##### Given records #####
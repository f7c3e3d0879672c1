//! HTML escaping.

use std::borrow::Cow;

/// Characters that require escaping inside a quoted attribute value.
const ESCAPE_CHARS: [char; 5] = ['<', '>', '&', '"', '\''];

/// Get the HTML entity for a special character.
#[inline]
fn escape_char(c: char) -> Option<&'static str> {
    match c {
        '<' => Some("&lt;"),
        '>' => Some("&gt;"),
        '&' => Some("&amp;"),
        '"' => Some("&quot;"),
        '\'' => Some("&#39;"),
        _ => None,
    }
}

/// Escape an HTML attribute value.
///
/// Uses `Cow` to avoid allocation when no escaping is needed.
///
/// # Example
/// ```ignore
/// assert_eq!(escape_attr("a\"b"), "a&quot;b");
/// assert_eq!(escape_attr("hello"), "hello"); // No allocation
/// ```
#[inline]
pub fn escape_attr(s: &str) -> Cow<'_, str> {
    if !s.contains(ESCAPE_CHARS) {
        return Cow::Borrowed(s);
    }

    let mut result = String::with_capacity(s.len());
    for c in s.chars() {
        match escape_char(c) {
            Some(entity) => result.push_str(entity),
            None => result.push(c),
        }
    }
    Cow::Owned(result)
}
#####
Task:
Pull out the lines above in which the word "attribute" appears.

Solved problem:
/// Characters that require escaping inside a quoted attribute value.
/// Escape an HTML attribute value.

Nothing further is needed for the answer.